I Miss My Bike…

It seems like an eternity since I last felt the saddle between my cheeks, the wind-rush in my face and sweet smell of chammy cream in my nostrils. Fantasizing of those good things in life, home and play I feel fit and strong – all the riding seems to have paid off, training for something entirely different. I’m a million miles away from my trusty carbon steed, hauling large rucksacks around the rain forest, climbing previously un-scaled cliffs, exploring new cave passages deep with the mountain and abseiling into the abyss, down a vertical kilometre drop beside the world’s highest waterfall.
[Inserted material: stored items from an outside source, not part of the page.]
//! Conversion of a document tree into XML text.
//!
//! [`Serializer`] walks the tree depth-first and writes, in order: an optional byte order
//! mark, the `<?xml ...?>` declaration, the document type declaration, comments and
//! processing instructions around the document element, and the element tree itself.
//!
//! The content of each element is preprocessed by [`normalize`] and laid out according to
//! a [`FormatProfile`]. Text is escaped by [`escape::Escaper`] and attributes are written
//! in the order of [`attr_order`]. If enabled, missing namespace declarations are added to
//! the tree by [`namespace::ensure`] before anything is written.
//!
//! # Example
//! ```
//! use domsave::{dom::{DocumentRef, Node}, save::{SaveOptions, Serializer}};
//!
//! let mut doc = DocumentRef::new();
//! let mut root = doc.create_element("p").unwrap();
//! root.append_child(doc.create_text_node("  hello   world  ").into()).unwrap();
//! doc.append_child(root.into()).unwrap();
//!
//! let options = SaveOptions::default()
//!     .with_format_output(true)
//!     .with_prolog(false)
//!     .with_format_end_newline(false);
//! let text = Serializer::with_options(options).serialize_to_string(&doc).unwrap();
//! assert_eq!(text, "<p>hello world</p>");
//! ```

pub mod attr_order;
pub mod entities;
pub mod escape;
pub mod namespace;
pub mod normalize;
pub mod options;
pub mod output;
pub mod profile;

use std::io::Write;

use log::debug;

pub use entities::EntityTable;
pub use options::{DoctypeOverride, PLATFORM_LINE_SEPARATOR, PredefinedEntities, SaveOptions};
pub use profile::{DefaultProfile, ElementName, FormatProfile, TableProfile, XHTML_NAMESPACE};

use crate::{
    dom::{
        CDATASectionRef, CommentRef, DocumentRef, ElementRef, Node, ProcessingInstructionRef,
        character_data::CharacterData, node::NodeRef,
    },
    encoding::OutputEncoding,
    error::SaveError,
};

use escape::{Escaper, choose_delimiter};
use normalize::{Content, collapse_runs, merge_adjacent_text, normalize_line_endings, trim_decision};
use options::check_doctype_identifiers;
use output::OutputBuffer;

/// Layout flags of one element, as answered by the profile.
#[derive(Debug, Clone, Copy, Default)]
struct ElementClass {
    block: bool,
    brk: bool,
    flush: bool,
    preserved: bool,
}

fn classify(profile: &dyn FormatProfile, elem: &ElementRef) -> ElementClass {
    let namespace_uri = elem.namespace_uri();
    let local_name = elem.local_name().unwrap_or_else(|| elem.tag_name());
    let name = ElementName::new(namespace_uri.as_deref(), &local_name);
    ElementClass {
        block: profile.is_block(&name),
        brk: profile.is_break(&name),
        flush: profile.is_flush(&name),
        preserved: profile.is_preserved(&name),
    }
}

/// XML serializer.
///
/// The options and the profile are only read, so a serializer can be reused for any
/// number of calls. All state of a call lives in the call itself.
pub struct Serializer {
    options: SaveOptions,
    profile: Box<dyn FormatProfile>,
}

impl Serializer {
    pub fn new(options: SaveOptions, profile: impl FormatProfile + 'static) -> Self {
        Self {
            options,
            profile: Box::new(profile),
        }
    }

    /// Create a serializer with [`DefaultProfile`].
    pub fn with_options(options: SaveOptions) -> Self {
        Self::new(options, DefaultProfile)
    }

    pub fn options(&self) -> &SaveOptions {
        &self.options
    }

    /// Serialize the whole document into `writer` in the configured encoding.
    ///
    /// `writer` is flushed once at the end. On error, output written so far is not
    /// rolled back.
    ///
    /// # Errors
    /// - [`SaveError::Configuration`] if the document type declaration is invalid.
    ///   This is detected before anything is written.
    /// - [`SaveError::ConflictingEntityDefinition`] if the document type redefines
    ///   a predefined entity.
    /// - [`SaveError::Dom`] if a namespace declaration cannot be added.
    /// - [`SaveError::ConcurrentModification`] if the tree changes while it is written.
    /// - [`SaveError::Io`] if `writer` fails.
    pub fn serialize(&self, doc: &DocumentRef, writer: impl Write) -> Result<(), SaveError> {
        let out = OutputBuffer::new(writer, self.options.encoding());
        self.save_document(doc, out, self.options.bom_written())
    }

    /// Serialize the whole document into a string.
    ///
    /// The declaration still names the configured encoding, and characters that encoding
    /// cannot represent are still escaped, but the returned text is not transcoded.
    pub fn serialize_to_string(&self, doc: &DocumentRef) -> Result<String, SaveError> {
        let mut buf = vec![];
        let out = OutputBuffer::new(&mut buf, OutputEncoding::UTF8);
        self.save_document(doc, out, false)?;
        Ok(String::from_utf8_lossy(&buf).into_owned())
    }

    /// Serialize the subtree rooted at `element` without declaration and document type.
    ///
    /// Added namespace declarations are placed within the subtree.
    pub fn serialize_node(&self, element: &ElementRef, writer: impl Write) -> Result<(), SaveError> {
        let entities = self.entity_table(element.owner_document().as_ref())?;
        let mut out = OutputBuffer::new(writer, self.options.encoding());
        if self.options.bom_written() {
            out.write_bom()?;
        }
        if self.options.ensure_namespace_declarations() {
            let target = self
                .options
                .document_element_declarations()
                .then_some(element);
            namespace::ensure(element, target, true)?;
        }

        let mut ctx = SaveContext::new(&self.options, &*self.profile, &entities, out);
        ctx.write_element(element, 0, self.options.format_output())?;
        ctx.out.flush()?;
        Ok(())
    }

    fn entity_table(&self, doc: Option<&DocumentRef>) -> Result<EntityTable, SaveError> {
        let declared = doc
            .and_then(|doc| doc.doctype())
            .filter(|_| self.options.use_defined_entities())
            .map(|doctype| doctype.entities())
            .unwrap_or_default();
        EntityTable::build(
            &declared,
            self.options.use_predefined_entities() == PredefinedEntities::Always,
        )
    }

    fn save_document(
        &self,
        doc: &DocumentRef,
        mut out: OutputBuffer<'_>,
        bom: bool,
    ) -> Result<(), SaveError> {
        debug!(
            "serialize document: encoding={}, format={}",
            self.options.encoding_label(),
            self.options.format_output()
        );
        let doctype = doc.doctype();
        if self.options.doctype().is_none() {
            if let Some(doctype) = doctype.as_ref() {
                check_doctype_identifiers(
                    doctype.public_id().as_deref(),
                    doctype.system_id().as_deref(),
                )?;
            }
        }
        let entities = self.entity_table(Some(doc))?;

        if self.options.ensure_namespace_declarations() {
            if let Some(root) = doc.document_element() {
                let target = self
                    .options
                    .document_element_declarations()
                    .then_some(&root);
                let added = namespace::ensure(&root, target, true)?;
                debug!("{added} namespace declarations added");
            }
        }

        if bom {
            out.write_bom()?;
        }
        let mut ctx = SaveContext::new(&self.options, &*self.profile, &entities, out);
        let sep = self.options.line_separator();

        if self.options.prolog_written() {
            ctx.write_prolog(doc)?;
            ctx.out.write_str(sep)?;
        }
        if let Some(doctype) = self.options.doctype() {
            ctx.write_doctype(
                &doctype.name,
                doctype.public_id.as_deref(),
                doctype.system_id.as_deref(),
                None,
            )?;
            ctx.out.write_str(sep)?;
        } else if let Some(doctype) = doctype {
            ctx.write_doctype(
                &doctype.name(),
                doctype.public_id().as_deref(),
                doctype.system_id().as_deref(),
                doctype.internal_subset().as_deref(),
            )?;
            ctx.out.write_str(sep)?;
        }

        let mut after_root = false;
        for child in doc.child_nodes() {
            match child {
                NodeRef::Element(root) => {
                    ctx.write_element(&root, 0, self.options.format_output())?;
                    after_root = true;
                }
                NodeRef::Comment(comment) => {
                    if after_root {
                        ctx.out.write_str(sep)?;
                    }
                    ctx.write_comment(&comment)?;
                    if !after_root {
                        ctx.out.write_str(sep)?;
                    }
                }
                NodeRef::ProcessingInstruction(pi) => {
                    if after_root {
                        ctx.out.write_str(sep)?;
                    }
                    ctx.write_pi(&pi)?;
                    if !after_root {
                        ctx.out.write_str(sep)?;
                    }
                }
                // the document type has already been written
                _ => {}
            }
        }
        if after_root && self.options.format_end_newline() {
            ctx.out.write_str(sep)?;
        }
        ctx.out.flush()?;
        Ok(())
    }
}

impl Default for Serializer {
    fn default() -> Self {
        Self::with_options(SaveOptions::default())
    }
}

/// State of a single serialization call.
struct SaveContext<'a, 'w> {
    options: &'a SaveOptions,
    profile: &'a dyn FormatProfile,
    escaper: Escaper<'a>,
    out: OutputBuffer<'w>,
}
Riding a bike and being on a ‘hard-core’ filming expedition in the Tepuis of Venezuela might seem light years apart and in some respects they are, but starting out with a dedicated off-the-bike fitness programme and moving up the gears to putting in the miles, and getting the heart used to pumping for extended periods of time is working. Scrambling beneath fallen trees the ground steepens, greasy boulders the size of dustbins pull away from their tenuous fixing between a tangle of slimy roots and the humidity of the forest bears down. There is a longing for the fresh air of a blast down the hills of my Scottish homeland but a confidence in the knowledge that I know I can hack-it – somewhat literally, machete in hand, forcing a trail where no one has gone before. For me, being on the bike is about preparing my body’s cardiovascular system and mind against the shocking rigors of adventure. We stop after an hour to glimpse at our objective through a dense canopy, dripping with the outpourings of a fading day. There’s no call from the heart or head to stop, just an arresting sight of what’s to come, sights that make the heart beat faster still – there is capacity for that. For this part of Venezuela is a lost land, still ripe for exploration. A land of high drama.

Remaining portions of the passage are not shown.